### What is required
Every entry here needs to be repeated exactly.

### Provided records
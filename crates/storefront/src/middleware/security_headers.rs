//! Security headers middleware.
//!
//! The storefront renders server-side HTML with no scripts, so the policy
//! only has to let stylesheets from `/static` and product images from any
//! HTTPS host through.

use axum::{
    extract::Request,
    http::{
        HeaderName, HeaderValue,
        header::{
            CACHE_CONTROL, CONTENT_SECURITY_POLICY, REFERRER_POLICY, X_CONTENT_TYPE_OPTIONS,
            X_FRAME_OPTIONS,
        },
    },
    middleware::Next,
    response::Response,
};

/// Content security policy for every storefront page.
pub const CONTENT_SECURITY_POLICY_VALUE: &str = "default-src 'none'; \
     script-src 'none'; \
     style-src 'self'; \
     img-src 'self' https:; \
     font-src 'self'; \
     connect-src 'self'; \
     object-src 'none'; \
     base-uri 'self'; \
     form-action 'self'; \
     frame-ancestors 'none'";

/// Add security headers to all responses.
///
/// Headers applied:
/// - `X-Frame-Options: DENY`
/// - `X-Content-Type-Options: nosniff`
/// - `Referrer-Policy: same-origin`
/// - `Content-Security-Policy` (see [`CONTENT_SECURITY_POLICY_VALUE`])
/// - `Permissions-Policy` denying camera, microphone, geolocation and payment
/// - `Cache-Control: no-store` (pages carry the visitor's cart)
/// - `Cross-Origin-Opener-Policy: same-origin`
/// - `Cross-Origin-Embedder-Policy: credentialless` (external product images
///   do not send CORP headers)
pub async fn security_headers_middleware(request: Request, next: Next) -> Response {
    let mut response = next.run(request).await;
    let headers = response.headers_mut();

    headers.insert(X_FRAME_OPTIONS, HeaderValue::from_static("DENY"));
    headers.insert(X_CONTENT_TYPE_OPTIONS, HeaderValue::from_static("nosniff"));
    headers.insert(REFERRER_POLICY, HeaderValue::from_static("same-origin"));
    headers.insert(
        CONTENT_SECURITY_POLICY,
        HeaderValue::from_static(CONTENT_SECURITY_POLICY_VALUE),
    );
    headers.insert(
        HeaderName::from_static("permissions-policy"),
        HeaderValue::from_static("camera=(), microphone=(), geolocation=(), payment=()"),
    );

    if !headers.contains_key(CACHE_CONTROL) {
        headers.insert(CACHE_CONTROL, HeaderValue::from_static("no-store"));
    }

    headers.insert(
        HeaderName::from_static("cross-origin-opener-policy"),
        HeaderValue::from_static("same-origin"),
    );
    headers.insert(
        HeaderName::from_static("cross-origin-embedder-policy"),
        HeaderValue::from_static("credentialless"),
    );

    response
}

### Exercise response
filename crates/storefront/src/middleware/security_headers.rs
//! Security headers middleware.
//!
//! The storefront renders server-side HTML with no scripts, so the policy
//! only has to let stylesheets from `/static` and product images from any
//! HTTPS host through.

use axum::{
    extract::Request,
    http::{
        HeaderName, HeaderValue,
        header::{
            CACHE_CONTROL, CONTENT_SECURITY_POLICY, REFERRER_POLICY, X_CONTENT_TYPE_OPTIONS,
            X_FRAME_OPTIONS,
        },
    },
    middleware::Next,
    response::Response,
};

/// Content security policy for every storefront page.
pub const CONTENT_SECURITY_POLICY_VALUE: &str = "default-src 'none'; \
     script-src 'none'; \
     style-src 'self'; \
     img-src 'self' https:; \
     font-src 'self'; \
     connect-src 'self'; \
     object-src 'none'; \
     base-uri 'self'; \
     form-action 'self'; \
     frame-ancestors 'none'";

/// Add security headers to all responses.
///
/// Headers applied:
/// - `X-Frame-Options: DENY`
/// - `X-Content-Type-Options: nosniff`
/// - `Referrer-Policy: same-origin`
/// - `Content-Security-Policy` (see [`CONTENT_SECURITY_POLICY_VALUE`])
/// - `Permissions-Policy` denying camera, microphone, geolocation and payment
/// - `Cache-Control: no-store` (pages carry the visitor's cart)
/// - `Cross-Origin-Opener-Policy: same-origin`
/// - `Cross-Origin-Embedder-Policy: credentialless` (external product images
///   do not send CORP headers)
pub async fn security_headers_middleware(request: Request, next: Next) -> Response {
    let mut response = next.run(request).await;
    let headers = response.headers_mut();

    headers.insert(X_FRAME_OPTIONS, HeaderValue::from_static("DENY"));
    headers.insert(X_CONTENT_TYPE_OPTIONS, HeaderValue::from_static("nosniff"));
    headers.insert(REFERRER_POLICY, HeaderValue::from_static("same-origin"));
    headers.insert(
        CONTENT_SECURITY_POLICY,
        HeaderValue::from_static(CONTENT_SECURITY_POLICY_VALUE),
    );
    headers.insert(
        HeaderName::from_static("permissions-policy"),
        HeaderValue::from_static("camera=(), microphone=(), geolocation=(), payment=()"),
    );

    if !headers.contains_key(CACHE_CONTROL) {
        headers.insert(CACHE_CONTROL, HeaderValue::from_static("no-store"));
    }

    headers.insert(
        HeaderName::from_static("cross-origin-opener-policy"),
        HeaderValue::from_static("same-origin"),
    );
    headers.insert(
        HeaderName::from_static("cross-origin-embedder-policy"),
        HeaderValue::from_static("credentialless"),
    );

    response
}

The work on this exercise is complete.